Problem statement -> From the records below, transcribe exactly the lines that begin at the line with "let mut expanded" and end at the line with "a finalized message.", both included.

Record extracts ->
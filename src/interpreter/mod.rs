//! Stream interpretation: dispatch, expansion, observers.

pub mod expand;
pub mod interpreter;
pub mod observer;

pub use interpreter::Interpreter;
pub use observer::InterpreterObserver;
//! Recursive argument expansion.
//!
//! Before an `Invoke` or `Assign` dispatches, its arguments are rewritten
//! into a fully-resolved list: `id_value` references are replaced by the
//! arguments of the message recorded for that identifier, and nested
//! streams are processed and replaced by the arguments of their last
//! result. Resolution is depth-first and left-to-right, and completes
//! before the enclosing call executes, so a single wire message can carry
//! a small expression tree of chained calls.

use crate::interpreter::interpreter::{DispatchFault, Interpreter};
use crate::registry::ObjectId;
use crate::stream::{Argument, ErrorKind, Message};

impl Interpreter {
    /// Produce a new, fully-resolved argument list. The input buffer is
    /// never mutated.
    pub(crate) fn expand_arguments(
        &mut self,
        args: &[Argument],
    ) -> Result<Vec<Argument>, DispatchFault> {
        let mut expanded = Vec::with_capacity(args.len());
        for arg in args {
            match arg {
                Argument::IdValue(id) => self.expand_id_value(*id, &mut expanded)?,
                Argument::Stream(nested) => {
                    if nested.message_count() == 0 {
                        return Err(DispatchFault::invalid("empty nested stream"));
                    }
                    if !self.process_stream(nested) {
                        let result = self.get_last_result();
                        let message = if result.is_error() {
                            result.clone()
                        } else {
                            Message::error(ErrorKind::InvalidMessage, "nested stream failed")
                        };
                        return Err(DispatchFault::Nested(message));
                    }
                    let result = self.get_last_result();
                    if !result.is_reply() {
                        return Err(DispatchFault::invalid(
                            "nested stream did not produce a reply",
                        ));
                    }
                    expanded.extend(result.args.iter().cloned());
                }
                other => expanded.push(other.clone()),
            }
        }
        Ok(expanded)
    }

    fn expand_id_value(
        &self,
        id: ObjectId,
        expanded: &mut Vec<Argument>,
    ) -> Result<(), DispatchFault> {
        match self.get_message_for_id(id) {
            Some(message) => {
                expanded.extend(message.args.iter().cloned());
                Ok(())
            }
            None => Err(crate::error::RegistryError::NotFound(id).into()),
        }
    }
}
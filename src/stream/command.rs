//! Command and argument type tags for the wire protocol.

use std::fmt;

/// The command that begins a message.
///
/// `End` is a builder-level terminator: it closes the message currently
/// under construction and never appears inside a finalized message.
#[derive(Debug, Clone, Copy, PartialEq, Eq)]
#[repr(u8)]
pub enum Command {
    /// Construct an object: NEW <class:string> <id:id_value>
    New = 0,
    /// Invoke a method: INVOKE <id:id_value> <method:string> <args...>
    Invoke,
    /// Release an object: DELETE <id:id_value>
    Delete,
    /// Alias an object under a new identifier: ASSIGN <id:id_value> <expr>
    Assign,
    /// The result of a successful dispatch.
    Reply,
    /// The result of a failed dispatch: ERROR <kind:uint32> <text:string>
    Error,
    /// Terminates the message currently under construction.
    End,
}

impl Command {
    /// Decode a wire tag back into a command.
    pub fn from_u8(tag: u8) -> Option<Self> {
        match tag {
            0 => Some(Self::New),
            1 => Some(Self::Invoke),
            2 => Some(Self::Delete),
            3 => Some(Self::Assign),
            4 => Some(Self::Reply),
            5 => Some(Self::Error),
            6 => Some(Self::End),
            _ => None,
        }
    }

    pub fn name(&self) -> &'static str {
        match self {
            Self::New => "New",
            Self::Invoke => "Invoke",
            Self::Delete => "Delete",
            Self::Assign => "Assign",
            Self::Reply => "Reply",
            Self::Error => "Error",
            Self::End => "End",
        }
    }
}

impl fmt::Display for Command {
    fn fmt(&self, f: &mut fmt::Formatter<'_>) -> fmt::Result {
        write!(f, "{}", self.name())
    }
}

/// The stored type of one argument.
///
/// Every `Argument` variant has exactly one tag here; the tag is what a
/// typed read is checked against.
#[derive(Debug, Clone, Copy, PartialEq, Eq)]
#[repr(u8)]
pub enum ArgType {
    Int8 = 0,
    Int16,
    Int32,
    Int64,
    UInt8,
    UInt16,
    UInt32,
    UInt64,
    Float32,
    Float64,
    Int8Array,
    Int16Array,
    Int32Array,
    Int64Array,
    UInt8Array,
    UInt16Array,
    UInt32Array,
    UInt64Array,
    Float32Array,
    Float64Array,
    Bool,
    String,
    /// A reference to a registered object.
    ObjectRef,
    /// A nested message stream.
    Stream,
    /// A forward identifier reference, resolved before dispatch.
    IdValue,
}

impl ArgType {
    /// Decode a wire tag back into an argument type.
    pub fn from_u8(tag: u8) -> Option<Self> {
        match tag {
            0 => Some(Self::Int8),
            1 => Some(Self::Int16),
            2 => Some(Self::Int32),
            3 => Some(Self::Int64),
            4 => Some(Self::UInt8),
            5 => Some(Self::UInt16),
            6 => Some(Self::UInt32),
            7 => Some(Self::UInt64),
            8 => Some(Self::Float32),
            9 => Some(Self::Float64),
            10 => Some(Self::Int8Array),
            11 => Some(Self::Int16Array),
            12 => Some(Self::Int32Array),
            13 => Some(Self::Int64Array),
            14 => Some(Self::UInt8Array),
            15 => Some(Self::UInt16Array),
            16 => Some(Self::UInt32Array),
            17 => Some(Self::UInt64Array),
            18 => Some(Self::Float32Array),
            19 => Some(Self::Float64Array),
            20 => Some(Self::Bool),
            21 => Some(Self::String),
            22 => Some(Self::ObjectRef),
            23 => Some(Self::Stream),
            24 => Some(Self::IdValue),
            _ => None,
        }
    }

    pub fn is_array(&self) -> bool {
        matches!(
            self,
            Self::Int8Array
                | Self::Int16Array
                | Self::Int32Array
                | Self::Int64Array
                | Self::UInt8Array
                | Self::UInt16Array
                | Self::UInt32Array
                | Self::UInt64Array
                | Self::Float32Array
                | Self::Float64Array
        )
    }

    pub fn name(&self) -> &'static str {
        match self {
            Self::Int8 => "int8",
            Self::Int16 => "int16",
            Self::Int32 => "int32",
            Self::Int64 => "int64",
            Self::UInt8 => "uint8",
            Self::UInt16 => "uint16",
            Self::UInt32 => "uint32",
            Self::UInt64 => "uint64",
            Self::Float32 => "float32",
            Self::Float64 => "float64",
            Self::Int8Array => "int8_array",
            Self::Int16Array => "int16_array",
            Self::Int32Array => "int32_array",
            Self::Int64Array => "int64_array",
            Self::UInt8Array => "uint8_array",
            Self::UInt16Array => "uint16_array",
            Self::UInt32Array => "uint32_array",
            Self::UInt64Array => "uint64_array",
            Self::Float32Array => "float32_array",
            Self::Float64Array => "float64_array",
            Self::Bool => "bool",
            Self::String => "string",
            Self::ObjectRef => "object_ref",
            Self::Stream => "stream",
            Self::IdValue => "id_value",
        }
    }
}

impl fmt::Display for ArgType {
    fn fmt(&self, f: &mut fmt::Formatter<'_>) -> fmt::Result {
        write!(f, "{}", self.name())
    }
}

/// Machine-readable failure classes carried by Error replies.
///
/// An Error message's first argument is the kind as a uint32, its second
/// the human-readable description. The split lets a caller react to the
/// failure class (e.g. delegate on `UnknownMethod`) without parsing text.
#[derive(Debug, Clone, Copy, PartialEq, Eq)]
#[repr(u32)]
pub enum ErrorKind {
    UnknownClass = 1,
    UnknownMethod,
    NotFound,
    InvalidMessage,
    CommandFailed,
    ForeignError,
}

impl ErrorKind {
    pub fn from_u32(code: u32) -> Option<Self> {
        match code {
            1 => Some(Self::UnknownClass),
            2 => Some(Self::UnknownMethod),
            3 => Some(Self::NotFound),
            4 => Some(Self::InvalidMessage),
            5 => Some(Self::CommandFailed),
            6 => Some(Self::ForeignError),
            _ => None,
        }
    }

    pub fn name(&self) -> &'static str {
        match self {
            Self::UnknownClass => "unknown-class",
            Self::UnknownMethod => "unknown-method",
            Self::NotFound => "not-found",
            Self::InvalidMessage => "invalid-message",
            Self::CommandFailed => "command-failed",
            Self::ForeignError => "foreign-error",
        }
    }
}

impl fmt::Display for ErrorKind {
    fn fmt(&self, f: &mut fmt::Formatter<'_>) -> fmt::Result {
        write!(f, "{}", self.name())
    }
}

Exercise response ->
        let mut expanded = Vec::with_capacity(args.len());
        for arg in args {
            match arg {
                Argument::IdValue(id) => self.expand_id_value(*id, &mut expanded)?,
                Argument::Stream(nested) => {
                    if nested.message_count() == 0 {
                        return Err(DispatchFault::invalid("empty nested stream"));
                    }
                    if !self.process_stream(nested) {
                        let result = self.get_last_result();
                        let message = if result.is_error() {
                            result.clone()
                        } else {
                            Message::error(ErrorKind::InvalidMessage, "nested stream failed")
                        };
                        return Err(DispatchFault::Nested(message));
                    }
                    let result = self.get_last_result();
                    if !result.is_reply() {
                        return Err(DispatchFault::invalid(
                            "nested stream did not produce a reply",
                        ));
                    }
                    expanded.extend(result.args.iter().cloned());
                }
                other => expanded.push(other.clone()),
            }
        }
        Ok(expanded)
    }

    fn expand_id_value(
        &self,
        id: ObjectId,
        expanded: &mut Vec<Argument>,
    ) -> Result<(), DispatchFault> {
        match self.get_message_for_id(id) {
            Some(message) => {
                expanded.extend(message.args.iter().cloned());
                Ok(())
            }
            None => Err(crate::error::RegistryError::NotFound(id).into()),
        }
    }
}
filename src/stream/command.rs
//! Command and argument type tags for the wire protocol.

use std::fmt;

/// The command that begins a message.
///
/// `End` is a builder-level terminator: it closes the message currently
/// under construction and never appears inside a finalized message.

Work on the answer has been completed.